> Description of the task
From the entries that follow, pick out all lines holding "import".

BEGIN Data for this exercise

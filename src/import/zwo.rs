//! Zwift workout (.zwo) parser
//!
//! Only direct children of `<workout>` are blocks; anything nested inside a
//! block (text events, cadence hints) is ignored. Durations may be written as
//! decimals and are rounded to whole seconds, half to even.

use quick_xml::events::{BytesStart, Event};
use quick_xml::Reader;
use std::collections::HashMap;
use std::fs;
use std::path::Path;

use crate::error::{ParseError, Result};
use crate::import::{has_extension, read_error, WorkoutParser};
use crate::workout::{Block, Workout};

/// Zwift workout file parser
pub struct ZwoParser;

impl ZwoParser {
    pub fn new() -> Self {
        Self
    }
}

impl Default for ZwoParser {
    fn default() -> Self {
        Self::new()
    }
}

impl WorkoutParser for ZwoParser {
    fn can_parse(&self, file_path: &Path) -> bool {
        has_extension(file_path, "zwo")
    }

    fn parse_file(&self, file_path: &Path) -> Result<Workout> {
        let bytes = fs::read(file_path).map_err(|e| read_error(file_path, e))?;
        let content = String::from_utf8(bytes).map_err(|e| {
            ParseError::malformed(file_path, format!("File is not valid UTF-8: {}", e))
        })?;
        parse_zwo(file_path, &content)
    }

    fn format_name(&self) -> &'static str {
        "ZWO"
    }
}

/// Parse ZWO XML; `file_path` is only used in error reports
///
/// The document needs a single root element with a `<workout>` child, and
/// every element must be closed.
pub fn parse_zwo(file_path: &Path, content: &str) -> Result<Workout> {
    let mut reader = Reader::from_str(content);
    reader.trim_text(true);

    // Names of the currently open elements, root first
    let mut open: Vec<String> = Vec::new();
    let mut name: Option<String> = None;
    let mut author: Option<String> = None;
    let mut description: Option<String> = None;
    let mut blocks = Vec::new();
    let mut seen_root = false;
    let mut seen_workout = false;
    let mut buf = Vec::new();

    loop {
        match reader.read_event_into(&mut buf) {
            Ok(Event::Start(ref e)) => {
                let tag = tag_name(e);
                check_element(file_path, &open, &tag, &mut seen_root, &mut seen_workout)?;
                if is_workout_child(&open) {
                    blocks.push(parse_block(file_path, &tag, e)?);
                }
                open.push(tag);
            }
            Ok(Event::Empty(ref e)) => {
                let tag = tag_name(e);
                check_element(file_path, &open, &tag, &mut seen_root, &mut seen_workout)?;
                if is_workout_child(&open) {
                    blocks.push(parse_block(file_path, &tag, e)?);
                }
            }
            Ok(Event::Text(e)) if open.len() == 2 => {
                let text = e
                    .unescape()
                    .map_err(|e| ParseError::malformed(file_path, e.to_string()))?
                    .to_string();
                match open[1].as_str() {
                    "name" => name = Some(text),
                    "author" => author = Some(text),
                    "description" => description = Some(text),
                    _ => {}
                }
            }
            Ok(Event::End(_)) => {
                open.pop();
            }
            Ok(Event::Eof) => break,
            Err(e) => {
                return Err(ParseError::malformed(
                    file_path,
                    format!("XML parsing error at position {}: {}", reader.buffer_position(), e),
                )
                .into())
            }
            _ => {}
        }
        buf.clear();
    }

    if !seen_root {
        return Err(ParseError::malformed(file_path, "No root element").into());
    }
    if let Some(tag) = open.last() {
        return Err(
            ParseError::malformed(file_path, format!("Unclosed element <{}>", tag)).into(),
        );
    }
    if !seen_workout {
        return Err(ParseError::malformed(file_path, "Missing <workout> element").into());
    }

    let mut workout = Workout::new(blocks);
    workout.name = name;
    workout.author = author;
    workout.description = description;
    Ok(workout)
}

fn tag_name(e: &BytesStart<'_>) -> String {
    String::from_utf8_lossy(e.name().as_ref()).to_string()
}

/// Track the root and `<workout>` elements, rejecting a second root
fn check_element(
    file_path: &Path,
    open: &[String],
    tag: &str,
    seen_root: &mut bool,
    seen_workout: &mut bool,
) -> Result<()> {
    match open.len() {
        0 if *seen_root => Err(ParseError::malformed(
            file_path,
            format!("Unexpected second root element <{}>", tag),
        )
        .into()),
        0 => {
            *seen_root = true;
            Ok(())
        }
        1 => {
            *seen_workout |= tag == "workout";
            Ok(())
        }
        _ => Ok(()),
    }
}

fn is_workout_child(open: &[String]) -> bool {
    open.len() == 2 && open[1] == "workout"
}

fn parse_block(file_path: &Path, tag: &str, e: &BytesStart<'_>) -> Result<Block> {
    let attrs = BlockAttributes::read(file_path, tag, e)?;

    let block = match tag {
        "SteadyState" => Block::steady_state(attrs.duration("Duration")?, attrs.power("Power")?),
        "Warmup" => Block::warmup(
            attrs.duration("Duration")?,
            attrs.power("PowerLow")?,
            attrs.power("PowerHigh")?,
        ),
        "Cooldown" => Block::cooldown(
            attrs.duration("Duration")?,
            attrs.power("PowerLow")?,
            attrs.power("PowerHigh")?,
        ),
        "Ramp" => Block::ramp(
            attrs.duration("Duration")?,
            attrs.power("PowerLow")?,
            attrs.power("PowerHigh")?,
        ),
        "IntervalsT" => Block::interval(
            attrs.count("Repeat")?,
            attrs.duration("OnDuration")?,
            attrs.power("OnPower")?,
            attrs.duration("OffDuration")?,
            attrs.power("OffPower")?,
        ),
        "FreeRide" => Block::free_ride(attrs.duration("Duration")?),
        _ => {
            return Err(
                ParseError::malformed(file_path, format!("Unknown block type: {}", tag)).into(),
            )
        }
    };
    Ok(block)
}

/// Attributes of one block element
struct BlockAttributes<'a> {
    file_path: &'a Path,
    tag: &'a str,
    values: HashMap<String, String>,
}

impl<'a> BlockAttributes<'a> {
    fn read(file_path: &'a Path, tag: &'a str, e: &BytesStart<'_>) -> Result<Self> {
        let mut values = HashMap::new();
        for attr in e.attributes() {
            let attr = attr.map_err(|err| {
                ParseError::malformed(file_path, format!("Bad attribute on {}: {}", tag, err))
            })?;
            values.insert(
                String::from_utf8_lossy(attr.key.as_ref()).to_string(),
                String::from_utf8_lossy(&attr.value).to_string(),
            );
        }
        Ok(Self {
            file_path,
            tag,
            values,
        })
    }

    fn raw(&self, key: &str) -> Result<&str> {
        self.values.get(key).map(String::as_str).ok_or_else(|| {
            ParseError::malformed(
                self.file_path,
                format!("{} is missing the {} attribute", self.tag, key),
            )
            .into()
        })
    }

    fn invalid(&self, key: &str, value: &str) -> ParseError {
        ParseError::malformed(
            self.file_path,
            format!("Invalid {} '{}' on {}", key, value, self.tag),
        )
    }

    /// Seconds, rounded half to even
    fn duration(&self, key: &str) -> Result<u32> {
        let value = self.raw(key)?;
        let seconds = value
            .trim()
            .parse::<f64>()
            .ok()
            .filter(|seconds| seconds.is_finite() && *seconds >= 0.0 && *seconds <= u32::MAX as f64)
            .ok_or_else(|| self.invalid(key, value))?;
        Ok(seconds.round_ties_even() as u32)
    }

    /// Fraction of FTP
    fn power(&self, key: &str) -> Result<f64> {
        let value = self.raw(key)?;
        value
            .trim()
            .parse::<f64>()
            .ok()
            .filter(|fraction| fraction.is_finite())
            .ok_or_else(|| self.invalid(key, value).into())
    }

    fn count(&self, key: &str) -> Result<u32> {
        let value = self.raw(key)?;
        value
            .trim()
            .parse::<u32>()
            .map_err(|_| self.invalid(key, value).into())
    }
}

END Data for this exercise

> Response box
filename src/import/zwo.rs
use crate::import::{has_extension, read_error, WorkoutParser};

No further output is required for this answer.